» Task to carry out
Return the lines from the start of the data through the line with "pub fn with_layout(mut". Include both of those lines and no others.
═════ Data to process ═════
// Copyright (c) 2025 Jonathan Fontanez
// SPDX-License-Identifier: BUSL-1.1

use std::collections::{BTreeMap, HashMap};

use super::fragment::{Element, Fragment};
use super::graph::{Edge, Graph, Node, NodeId, NodeKind};
use super::stage::{Options, Stage, Value};
use super::validation::validate_graph;
use crate::core::error::GraphBuildError;
use crate::core::layout::Layout;

/// Turns an ordered list of [`Fragment`]s into one linked, validated [`Graph`].
///
/// Named stages are join points: every declaration or reference of a name maps
/// to the same node, and every link to or from it becomes its own edge, in
/// declaration order.
#[derive(Debug, Clone, Default)]
pub struct Assembler {
    bindings: BTreeMap<String, Value>,
}

impl Assembler {
    pub fn new() -> Self {
        Self::default()
    }

    /// Bind `${key}` placeholders to a concrete value.
    pub fn bind(mut self, key: impl Into<String>, value: impl Into<Value>) -> Self {
        self.bindings.insert(key.into(), value.into());
        self
    }

    /// Bind the layout's sizes (`render.width`, `scaled.height`, ...).
    pub fn with_layout(mut self, layout: &Layout) -> Result<Self, GraphBuildError> {
        for (key, value) in layout.bindings()? {
            self.bindings.insert(key, Value::Int(value));
        }
        Ok(self)
    }

    pub fn bindings(&self) -> &BTreeMap<String, Value> {
        &self.bindings
    }

    pub fn assemble(&self, fragments: &[Fragment]) -> Result<Graph, GraphBuildError> {
        let chains: Vec<Vec<&Element>> = fragments
            .iter()
            .map(Fragment::leaves)
            .filter(|leaves| !leaves.is_empty())
            .collect();
        if chains.is_empty() {
            return Err(GraphBuildError::EmptyPipeline);
        }

        let declared = collect_declarations(&chains)?;
        let mut builder = GraphBuilder::new(&declared);

        for chain in &chains {
            let mut previous: Option<NodeId> = None;
            for element in chain {
                let id = builder.node_for(element)?;
                if let Some(from) = previous {
                    builder.link(from, id);
                }
                previous = Some(id);
            }
        }

        let mut graph = builder.finish();
        self.resolve_placeholders(&mut graph)?;
        validate_graph(&graph)?;

        tracing::debug!(
            "Assembled graph with {} nodes and {} edges",
            graph.nodes.len(),
            graph.edges.len()
        );
        Ok(graph)
    }

    fn resolve_placeholders(&self, graph: &mut Graph) -> Result<(), GraphBuildError> {
        for node in &mut graph.nodes {
            let options = match &mut node.kind {
                NodeKind::Stage(stage) => &mut stage.options,
                NodeKind::Caps(caps) => &mut caps.constraints,
                NodeKind::Queue(_) => continue,
            };
            resolve_options(options, &self.bindings, &node.label)?;
        }
        Ok(())
    }
}

/// Assemble without placeholder bindings.
pub fn assemble(fragments: &[Fragment]) -> Result<Graph, GraphBuildError> {
    Assembler::new().assemble(fragments)
}

fn resolve_options(
    options: &mut Options,
    bindings: &BTreeMap<String, Value>,
    owner: &str,
) -> Result<(), GraphBuildError> {
    for value in options.values_mut() {
        if let Some(key) = value.placeholder() {
            let bound = bindings
                .get(key)
                .ok_or_else(|| GraphBuildError::UnresolvedPlaceholder {
                    owner: owner.to_string(),
                    placeholder: key.to_string(),
                })?;
            *value = bound.clone();
        }
    }
    Ok(())
}

/// First declaration of every named stage. A repeated declaration must match
/// the first one exactly.
fn collect_declarations<'a>(
    chains: &[Vec<&'a Element>],
) -> Result<HashMap<&'a str, &'a Stage>, GraphBuildError> {
    let mut declared: HashMap<&str, &Stage> = HashMap::new();
    for element in chains.iter().flatten().copied() {
        let Element::Stage(stage) = element else {
            continue;
        };
        let Some(name) = stage.name.as_deref() else {
            continue;
        };
        match declared.get(name) {
            Some(first) if *first != stage => {
                return Err(GraphBuildError::ConflictingStage {
                    name: name.to_string(),
                    first: first.to_string(),
                    second: stage.to_string(),
                });
            }
            Some(_) => {}
            None => {
                declared.insert(name, stage);
            }
        }
    }
    Ok(declared)
}

struct GraphBuilder<'a> {
    declared: &'a HashMap<&'a str, &'a Stage>,
    nodes: Vec<Node>,
    edges: Vec<Edge>,
    by_name: HashMap<String, NodeId>,
    counters: HashMap<String, usize>,
}

impl<'a> GraphBuilder<'a> {
    fn new(declared: &'a HashMap<&'a str, &'a Stage>) -> Self {
        Self {
            declared,
            nodes: Vec::new(),
            edges: Vec::new(),
            by_name: HashMap::new(),
            counters: HashMap::new(),
        }
    }

    fn node_for(&mut self, element: &Element) -> Result<NodeId, GraphBuildError> {
        match element {
            Element::Stage(stage) => match stage.name.as_deref() {
                Some(name) => Ok(self.named(name, stage)),
                None => Ok(self.anonymous(NodeKind::Stage(stage.clone()))),
            },
            Element::Caps(caps) => Ok(self.anonymous(NodeKind::Caps(caps.clone()))),
            Element::Queue(queue) => Ok(self.anonymous(NodeKind::Queue(*queue))),
            Element::Ref(name) => {
                let stage = self.declared.get(name.as_str()).copied().ok_or_else(|| {
                    GraphBuildError::UndeclaredReference { name: name.clone() }
                })?;
                Ok(self.named(name, stage))
            }
            // Leaves never contain chains.
            Element::Chain(_) => Err(GraphBuildError::EmptyPipeline),
        }
    }

    fn named(&mut self, name: &str, stage: &Stage) -> NodeId {
        if let Some(id) = self.by_name.get(name) {
            return *id;
        }
        let id = self.push(name.to_string(), NodeKind::Stage(stage.clone()));
        self.by_name.insert(name.to_string(), id);
        id
    }

    fn anonymous(&mut self, kind: NodeKind) -> NodeId {
        let factory = match &kind {
            NodeKind::Stage(stage) => stage.factory(),
            NodeKind::Caps(_) => "capsfilter".to_string(),
            NodeKind::Queue(_) => "queue".to_string(),
        };
        let label = self.unique_label(&factory);
        self.push(label, kind)
    }

    /// `videoconvert0`, `videoconvert1`, ... skipping names declared elsewhere.
    fn unique_label(&mut self, factory: &str) -> String {
        let counter = self.counters.entry(factory.to_string()).or_insert(0);
        loop {
            let label = format!("{}{}", factory, counter);
            *counter += 1;
            if !self.declared.contains_key(label.as_str()) {
                return label;
            }
        }
    }

    fn push(&mut self, label: String, kind: NodeKind) -> NodeId {
        let id = NodeId(self.nodes.len());
        self.nodes.push(Node { id, label, kind });
        id
    }

    fn link(&mut self, from: NodeId, to: NodeId) {
        let ordinal = self.edges.len();
        self.edges.push(Edge { from, to, ordinal });
    }

    fn finish(self) -> Graph {
        Graph {
            nodes: self.nodes,
            edges: self.edges,
        }
    }
}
═════
» Task response
// Copyright (c) 2025 Jonathan Fontanez
// SPDX-License-Identifier: BUSL-1.1

use std::collections::{BTreeMap, HashMap};

use super::fragment::{Element, Fragment};
use super::graph::{Edge, Graph, Node, NodeId, NodeKind};
use super::stage::{Options, Stage, Value};
use super::validation::validate_graph;
use crate::core::error::GraphBuildError;
use crate::core::layout::Layout;

/// Turns an ordered list of [`Fragment`]s into one linked, validated [`Graph`].
///
/// Named stages are join points: every declaration or reference of a name maps
/// to the same node, and every link to or from it becomes its own edge, in
/// declaration order.
#[derive(Debug, Clone, Default)]
pub struct Assembler {
    bindings: BTreeMap<String, Value>,
}

impl Assembler {
    pub fn new() -> Self {
        Self::default()
    }

    /// Bind `${key}` placeholders to a concrete value.
    pub fn bind(mut self, key: impl Into<String>, value: impl Into<Value>) -> Self {
        self.bindings.insert(key.into(), value.into());
        self
    }

    /// Bind the layout's sizes (`render.width`, `scaled.height`, ...).
    pub fn with_layout(mut self, layout: &Layout) -> Result<Self, GraphBuildError> {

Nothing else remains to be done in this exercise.